Present rockets, and the larger ones that will become possible when development is completed on announced engines of 1.5-million-pound thrusts can send very substantial payloads onto space trajectories. However, these will still fall far short of the needs of more advanced space missions. One partial solution is to develop ever larger chemical boosters or large boosters of higher performance using nuclear propulsion. Nevertheless, the net mission capability will always be limited by the thrust of the largest booster system available at any given time. Space missions such as manned expeditions to the neighboring planets would have to await many generations of missile development. The space station offers an alternative solution.




This method of operation would involve several steps. Individual shipments of fuel, guidance equipment, structural material, parts, tools, personnel, and supplies would be transported from the Earth to the space station, with the size of each shipment limited by the performance of available boosters. The accumulation of components may proceed as long as necessary, and the feasible total is, therefore, essentially unlimited. Long-range spacecraft would be assembled on, and depart from the station. For certain missions the spacecraft may be returned to the station and used repeatedly.
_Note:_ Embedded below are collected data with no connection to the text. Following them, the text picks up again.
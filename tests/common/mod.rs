//! Shared test constants and helpers for integration tests.

#![allow(dead_code)]

use std::fs;
use std::path::{Path, PathBuf};

/// Chapter with a chapter-level label, a section label and a repeated key.
///
/// Scanning it yields `smith2020` under `chapter_intro` and `jones2019`
/// under `sec_methods`.
pub const ROUND_TRIP_CHAPTER: &str = "\\label{chapter_intro}\n\
See \\scncite{smith2020} and \\scncite{smith2020}.\n\
\\label{sec_methods}\n\
Also \\scncite{jones2019}.\n";

pub const ROUND_TRIP_FLAT: &str = "\t\\scnitem{\\scncite{smith2020}}\n\
\t\\scnitem{\\scncite{jones2019}}\n";

pub const ROUND_TRIP_BLOCKS: &str = "\\scnheader{\\scncite{smith2020}}\n\
\\scnfullcite{smith2020}\n\
\\begin{scnrelfromlist}{цитируется в}\n\
\\scnitem{Глава~\\ref{chapter_intro}}\n\
\\end{scnrelfromlist}\n\
\n\
\\scnheader{\\scncite{jones2019}}\n\
\\scnfullcite{jones2019}\n\
\\begin{scnrelfromlist}{цитируется в}\n\
\\scnitem{\\ref{sec_methods}}\n\
\\end{scnrelfromlist}\n\
\n";

/// Chapter carrying author, key-term and bibliography-link lists.
pub const CHECKED_CHAPTER: &str = r"\chapter{Смысловое пространство}
\label{chapter_sense}
\begin{scnrelfromlist}{автор}
    \scnitem{Иванов~И.~И.}
\end{scnrelfromlist}
\begin{scnrelfromlist}{ключевое понятие}
    \scnitem{знание}
    \scnitem{смысловое пространство}
\end{scnrelfromlist}
\begin{scnrelfromlist}{библиографическая ссылка}
    \scnitem{\scncite{Golenkov2001}}
    \scnitem{\scncite{Shunkevich2018}}
\end{scnrelfromlist}
";

/// Writes `content` to `dir/name` and returns the path.
pub fn write_file(dir: &Path, name: &str, content: &str) -> PathBuf {
    let path = dir.join(name);
    fs::write(&path, content).unwrap();
    path
}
A considerable potential advantage ol the space station lies in the fact that space vehicles staged from it would have less stringent structural and propulsion requirements than rockets that must depart from and return to the Earth.
Various proposals for designing and constructing a space station have been advanced in the past.^14-24 The more realistic studies show that a minimum orbital payload capability is necessary before a station may be constructed. Beyond this threshold an arbitrarily large station may be assembled. It is of current relevance to note that ICBM-type boosters with added stages appear to be about adequate for the construction of a space station. Large booster systems that can be based on 1.5-million-pound engines are certainly adequate. There is not yet sufficient information to formulate a decision as to whether or not a station should be built.
For staging of interplanetary flights, the orbit of the space station would lie in the plane of the Earth's orbit around the Sun. For long life, its altitude would be above 300 miles. To avoid dangerous radiation from the "radiation belt" it might be below 500 miles or possibly above 30,000 miles. Considerations such as these tend to limit the usefulness of the station for some secondary functions which might be performed better by less elaborate satellites, manned or unmanned.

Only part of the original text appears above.